As an avid reader of the urban design mag, I assumed “Stepping into the pages of Dwell,” would mean walking into a room of hip designers in eco-friendly garb, sketching thought provoking notes of sustainability in their moleskin notebooks, or chatting about the latest modern chair design. The crowd would demonstrate Dwell's effortless chic―felt in their tagline “At Home in the Modern World,” and their clean, minimal graphic layout. Nothing fancy. Nothing flashy. No bloated lingo. And besides its international scope, there's nothing that seems out of reach. This lack of pretension is perhaps what draws so many Anthem readers (and staff!) to Dwell Magazine. I sat down with Dwell president and publisher, Michela O' Connor Abrams, who commented on the mutual respect between Anthem and her own publication: “Nothing in Dwell is about conspicuous consumption. Anthem readers may have an apartment that they share with a roommate, but that doesn't mean they have to sacrifice design.” While the Dwell demographic may be early forty-something's (Abrams refers to them as the “baby boomers purchasing a decade young”), every Dwell editor is under the age of thirty-three, explaining why Anthem readers share their concerns.

I was invited to attend the exhibition and conference, which has migrated from San Francisco to Palm Springs only to finally reach Downtown Los Angeles. While I'm guessing the San Francisco conference focused on green design and the Palm Springs conference focused on modernism, this Downtown L.A. conference was aptly driven toward the issue of sustainable urban design. Dwell divided their audience in a way that captured the two ways their American readers tackled issues of environmental design. One track was dedicated to those who picture ecological nirvana as a Thoreauvian open wilderness, with discussions on wildlife, agriculture, and gardens. The second track was dedicated to those who find our ecological salvation in urban density and multifamily housing.

I warmed up with a Track B discussion, titled “Nature Meets Metropolis: Weaving Wildlife and Growing Food in the City.” Fritz Haeg presented Animal Estates, a project that develops wildlife sanctuaries in highly visible urban areas. For his entry to the Whitney Biennale, Fritz created a ten foot diameter nest for a bald eagle, as well as a beaver pond in the Marcel Brueur Courtyard to demonstrate the site's original ecology.He also presented Edible Estates, which he referred to as “an attack on front lawns,” that he has replaced with edible landscapes, much like the victory gardens of the World War II era―but with chic landscape architecture forms instead of boring old rows.
Dale Bell of the Media and Policy Center Foundation presented a film excerpt that profiled on Andy Lipkis, founder of Tree People , a nonprofit organization that began as a few kids planting sequoias in the San Bernadino Mountains to an educational initiative that now consults Los Angeles government agencies on water control.

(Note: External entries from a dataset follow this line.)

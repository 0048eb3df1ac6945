//! Activation engine.
//!
//! Fan-out that drives every node in every cluster to its target
//! drain/eligibility state. The policy is continue-on-error: per-node and
//! per-cluster failures are collected into the result instead of aborting
//! the activation, so a partially failed switch still converges as far as
//! the upstream allows and the operator sees the complete error list.

use super::SwitchService;
use crate::cache::nodes_key;
use crate::error::{Result, SwitchError};
use crate::executor::parallel_map;
use crate::observability;
use crate::types::{ActivationResult, ActiveDatacenter, Node};
use chrono::Utc;
use std::collections::BTreeMap;
use tracing::{debug, error, info, warn};

/// Snapshot of one cluster gathered during the fan-out's read phase.
struct ClusterSnapshot {
    cluster: String,
    region: String,
    nodes: Vec<Node>,
    /// Same-region sibling of a datacenter target; state is preserved.
    skipped: bool,
    fetch_error: Option<String>,
}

Honestly, I applaud Andy Lipkis and Fritz Haeg for their efforts. But there was a moment when Dale Bell, in his tie-dye shirt and green-collar button-up was spouting out things like, “We need to go back to Joni Mitchell. We need to go back to the garden,” and “Jimi called us out to make it right.” And it was then that I realized these methods of agriculture and wildlife preservation aren't going save us from global warming. These were small potatoes―baby steps that may have been apt in the fifties and sixties, but had been rendered inadequate for the environmental crisis we find ourselves in. It was time to deal leave the micro issues behind and deal with the bigger picture―improving Los Angeles city grids with big moves like LEED (Leadership in Energy and Environmental Design) and progressive developers.

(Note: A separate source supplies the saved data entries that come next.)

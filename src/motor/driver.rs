//! Trait abstraction for the H-bridge outputs to enable testing

use serde::Serialize;
use tracing::debug;

/// Commanded rotation direction.
#[derive(Debug, Clone, Copy, PartialEq, Eq, Default, Serialize)]
pub enum Direction {
    #[default]
    Stop,
    Forward,
    Backward,
}

/// Logic levels of the two H-bridge direction inputs.
#[derive(Debug, Clone, Copy, PartialEq, Eq, Default)]
pub struct DirectionPins {
    pub in1: bool,
    pub in2: bool,
}

impl DirectionPins {
    /// H-bridge truth table; `Stop` drives both lines low.
    ///
    /// # Examples
    ///
    /// ```
    /// use joydrive::motor::driver::{Direction, DirectionPins};
    ///
    /// let pins = DirectionPins::for_direction(Direction::Forward);
    /// assert!(pins.in1 && !pins.in2);
    /// assert_eq!(DirectionPins::for_direction(Direction::Stop), DirectionPins::default());
    /// ```
    #[must_use]
    pub fn for_direction(direction: Direction) -> Self {
        match direction {
            Direction::Forward => Self {
                in1: true,
                in2: false,
            },
            Direction::Backward => Self {
                in1: false,
                in2: true,
            },
            Direction::Stop => Self {
                in1: false,
                in2: false,
            },
        }
    }
}

/// Trait for the H-bridge's PWM and direction lines
///
/// Writes are fire-and-forget: an emergency stop must always be able to
/// drive the outputs low.
#[cfg_attr(test, mockall::automock)]
pub trait MotorDriver {
    /// Sets the PWM magnitude line.
    fn set_duty_cycle(&mut self, duty: u16);

    /// Sets the two direction lines.
    fn set_direction_pins(&mut self, pins: DirectionPins);
}

/// Driver for hosts without motor hardware: records the output state and
/// logs every change.
#[derive(Debug, Default, Clone, Copy)]
pub struct TracingDriver {
    duty: u16,
    pins: DirectionPins,
}

impl TracingDriver {
    #[must_use]
    pub fn new() -> Self {
        Self::default()
    }

    /// Last duty cycle written.
    #[must_use]
    pub fn duty(&self) -> u16 {
        self.duty
    }

    /// Last direction pin levels written.
    #[must_use]
    pub fn pins(&self) -> DirectionPins {
        self.pins
    }
}

impl MotorDriver for TracingDriver {
    fn set_duty_cycle(&mut self, duty: u16) {
        if duty != self.duty {
            debug!(duty, "PWM duty cycle");
        }
        self.duty = duty;
    }

    fn set_direction_pins(&mut self, pins: DirectionPins) {
        if pins != self.pins {
            debug!(in1 = pins.in1, in2 = pins.in2, "Direction pins");
        }
        self.pins = pins;
    }
}
//! # Calibration Module
//!
//! Establishes per-axis rest center and travel extents at startup.
//!
//! Calibration runs as two blocking phases, always in this order:
//!
//! 1. **Center**: the operator leaves the stick alone. After a settle delay a
//!    fixed number of samples is averaged per axis. Out-of-range samples are
//!    discarded; if too few survive, the axis falls back to the ADC midpoint.
//! 2. **Range**: the operator sweeps the stick to every extreme for a fixed
//!    wall-clock window while min/max are tracked.
//!
//! Neither phase can fail. Anything short of a clean result is reported as a
//! diagnostic in the returned [`CalibrationReport`] and the profile remains
//! usable.

use tracing::{debug, info, warn};

use super::source::{AdcRange, Axis, SignalSource};
use crate::clock::{elapsed_ms, Clock};
use crate::config::CalibrationConfig;
use crate::error::{JoydriveError, Result};

/// Calibrated extents of one axis in raw ADC units.
#[derive(Debug, Clone, Copy, PartialEq, Eq)]
pub struct AxisCalibration {
    pub min: i32,
    pub center: i32,
    pub max: i32,
}

impl AxisCalibration {
    /// Full ADC travel with the center at the midpoint.
    #[must_use]
    pub fn full_range(adc: AdcRange) -> Self {
        Self {
            min: adc.min,
            center: adc.midpoint(),
            max: adc.max,
        }
    }

    /// Center forced into `[min, max]`; `None` when the bounds are inverted.
    #[must_use]
    pub fn clamped_center(&self) -> Option<i32> {
        (self.min <= self.max).then(|| self.center.clamp(self.min, self.max))
    }

    /// Checks that both halves of the axis can be mapped.
    ///
    /// # Errors
    ///
    /// Returns `InvalidCalibrationRange` when the bounds are inverted or a
    /// half has zero width (that half then normalizes to a constant 0).
    pub fn validate(&self) -> Result<()> {
        let degenerate = match self.clamped_center() {
            Some(center) => center == self.min || center == self.max,
            None => true,
        };
        if degenerate {
            return Err(JoydriveError::InvalidCalibrationRange {
                min: self.min,
                center: self.center,
                max: self.max,
            });
        }
        Ok(())
    }
}

/// Per-axis calibration plus the global calibrated flag.
#[derive(Debug, Clone, Copy, PartialEq, Eq)]
pub struct CalibrationProfile {
    pub x: AxisCalibration,
    pub y: AxisCalibration,
    calibrated: bool,
}

impl CalibrationProfile {
    /// Device defaults: full range, midpoint center, not calibrated.
    #[must_use]
    pub fn uncalibrated(adc: AdcRange) -> Self {
        Self {
            x: AxisCalibration::full_range(adc),
            y: AxisCalibration::full_range(adc),
            calibrated: false,
        }
    }

    /// A profile that is already marked calibrated.
    ///
    /// # Examples
    ///
    /// ```
    /// use joydrive::joystick::calibration::{AxisCalibration, CalibrationProfile};
    ///
    /// let axis = AxisCalibration { min: 0, center: 500, max: 1000 };
    /// let profile = CalibrationProfile::calibrated(axis, axis);
    /// assert!(profile.is_calibrated());
    /// ```
    #[must_use]
    pub fn calibrated(x: AxisCalibration, y: AxisCalibration) -> Self {
        Self {
            x,
            y,
            calibrated: true,
        }
    }

    #[must_use]
    pub fn is_calibrated(&self) -> bool {
        self.calibrated
    }

    #[must_use]
    pub fn axis(&self, axis: Axis) -> &AxisCalibration {
        match axis {
            Axis::X => &self.x,
            Axis::Y => &self.y,
        }
    }

    fn axis_mut(&mut self, axis: Axis) -> &mut AxisCalibration {
        match axis {
            Axis::X => &mut self.x,
            Axis::Y => &mut self.y,
        }
    }
}

/// Which calibration phase produced a report.
#[derive(Debug, Clone, Copy, PartialEq, Eq)]
pub enum CalibrationPhase {
    Center,
    Range,
}

/// Outcome of one calibration phase.
#[derive(Debug)]
pub struct CalibrationReport {
    pub phase: CalibrationPhase,
    /// Sampling rounds taken (each round reads both axes)
    pub samples: u32,
    pub valid_x: u32,
    pub valid_y: u32,
    /// Non-fatal problems found during the phase
    pub warnings: Vec<JoydriveError>,
}

impl CalibrationReport {
    fn new(phase: CalibrationPhase) -> Self {
        Self {
            phase,
            samples: 0,
            valid_x: 0,
            valid_y: 0,
            warnings: Vec::new(),
        }
    }

    /// Valid sample count for `axis`.
    #[must_use]
    pub fn valid(&self, axis: Axis) -> u32 {
        match axis {
            Axis::X => self.valid_x,
            Axis::Y => self.valid_y,
        }
    }

    fn count_valid(&mut self, axis: Axis) {
        match axis {
            Axis::X => self.valid_x += 1,
            Axis::Y => self.valid_y += 1,
        }
    }

    #[must_use]
    pub fn is_degraded(&self) -> bool {
        !self.warnings.is_empty()
    }
}

/// Running sum of in-range center samples for one axis.
#[derive(Debug, Default, Clone, Copy)]
struct Accumulator {
    sum: i64,
    count: u32,
}

/// Runs the two startup calibration phases against a signal source.
#[derive(Debug, Clone)]
pub struct Calibrator {
    config: CalibrationConfig,
    adc: AdcRange,
}

impl Calibrator {
    #[must_use]
    pub fn new(config: CalibrationConfig, adc: AdcRange) -> Self {
        Self { config, adc }
    }

    /// Samples the resting stick and stores the per-axis average as center.
    ///
    /// Blocks for the settle time plus `center_samples * center_sample_delay_ms`.
    /// Integer division truncates. An axis with fewer than `min_valid_percent`
    /// valid samples keeps the ADC midpoint and is reported as degraded.
    pub fn calibrate_center<S, C>(
        &self,
        source: &mut S,
        clock: &C,
        profile: &mut CalibrationProfile,
    ) -> CalibrationReport
    where
        S: SignalSource + ?Sized,
        C: Clock + ?Sized,
    {
        info!("Joystick calibration: keep the stick centered");
        clock.sleep_ms(self.config.center_settle_ms);

        let mut report = CalibrationReport::new(CalibrationPhase::Center);
        let mut acc = [Accumulator::default(); 2];

        for _ in 0..self.config.center_samples {
            for (slot, axis) in Axis::ALL.into_iter().enumerate() {
                match self.sample(source, axis) {
                    Ok(value) => {
                        acc[slot].sum += i64::from(value);
                        acc[slot].count += 1;
                        report.count_valid(axis);
                    }
                    Err(e) => debug!("Discarding center sample: {}", e),
                }
            }
            report.samples += 1;
            clock.sleep_ms(self.config.center_sample_delay_ms);
        }

        for (slot, axis) in Axis::ALL.into_iter().enumerate() {
            let Accumulator { sum, count } = acc[slot];
            let enough = u64::from(count) * 100
                >= u64::from(report.samples) * u64::from(self.config.min_valid_percent);

            let center = if enough && count > 0 {
                (sum / i64::from(count)) as i32
            } else {
                let fallback = self.adc.midpoint();
                let reason = format!(
                    "only {} of {} center samples valid, using default center {}",
                    count, report.samples, fallback
                );
                warn!("Calibration degraded on {} axis: {}", axis, reason);
                report
                    .warnings
                    .push(JoydriveError::CalibrationDegraded { axis, reason });
                fallback
            };

            profile.axis_mut(axis).center = center;
        }

        info!(
            x_center = profile.x.center,
            y_center = profile.y.center,
            "Center calibration complete"
        );
        report
    }

    /// Tracks the stick's extremes for `range_duration_ms` and marks the
    /// profile calibrated.
    ///
    /// `min` and `max` start at the calibrated center. The profile is marked
    /// calibrated even when the swept span is narrow; that case is only a
    /// warning.
    pub fn calibrate_range<S, C>(
        &self,
        source: &mut S,
        clock: &C,
        profile: &mut CalibrationProfile,
    ) -> CalibrationReport
    where
        S: SignalSource + ?Sized,
        C: Clock + ?Sized,
    {
        info!("Joystick calibration: move the stick to all extremes");
        clock.sleep_ms(self.config.range_prompt_ms);

        for axis in Axis::ALL {
            let cal = profile.axis_mut(axis);
            cal.min = cal.center;
            cal.max = cal.center;
        }

        let mut report = CalibrationReport::new(CalibrationPhase::Range);
        let start = clock.now_ms();

        while elapsed_ms(clock.now_ms(), start) < self.config.range_duration_ms {
            for axis in Axis::ALL {
                match self.sample(source, axis) {
                    Ok(value) => {
                        let cal = profile.axis_mut(axis);
                        cal.min = cal.min.min(value);
                        cal.max = cal.max.max(value);
                        report.count_valid(axis);
                    }
                    Err(e) => debug!("Discarding range sample: {}", e),
                }
            }
            report.samples += 1;
            clock.sleep_ms(self.config.range_sample_interval_ms);
        }

        profile.calibrated = true;

        for axis in Axis::ALL {
            let cal = *profile.axis(axis);
            let span = i64::from(cal.max) - i64::from(cal.min);

            if span * 100 < self.adc.span() * i64::from(self.config.min_range_percent) {
                let reason = format!(
                    "swept span {} is below {}% of the ADC range",
                    span, self.config.min_range_percent
                );
                warn!("Calibration degraded on {} axis: {}", axis, reason);
                report
                    .warnings
                    .push(JoydriveError::CalibrationDegraded { axis, reason });
            }

            if let Err(e) = cal.validate() {
                warn!("{} axis: {}", axis, e);
                report.warnings.push(e);
            }
        }

        info!(
            x_min = profile.x.min,
            x_center = profile.x.center,
            x_max = profile.x.max,
            y_min = profile.y.min,
            y_center = profile.y.center,
            y_max = profile.y.max,
            "Range calibration complete"
        );
        report
    }

    fn sample<S: SignalSource + ?Sized>(&self, source: &mut S, axis: Axis) -> Result<i32> {
        let value = source.read_axis(axis)?;
        self.adc.check(axis, value)
    }
}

As I strolled into the conference hall at the Los Angeles Convention Center, wearing an American Apparel canvas colored dress and gladiators, I couldn't help but mark the differences between myself and other attendees. I felt more like Carrie in her infamous nude colored “naked dress” than the organically hued writer I hoped to depict. While Track B may have been marked by a casual crowd, Track A sent the message that they were there to get down to business. It was a slacks, button up, and loafer kind of conference, where professional architects and developers were attending to fulfill obligatory Continuing Education credits mandated by the Architects Institute of America (AIA), a certificate program comparable to a doctorate in the architecture world.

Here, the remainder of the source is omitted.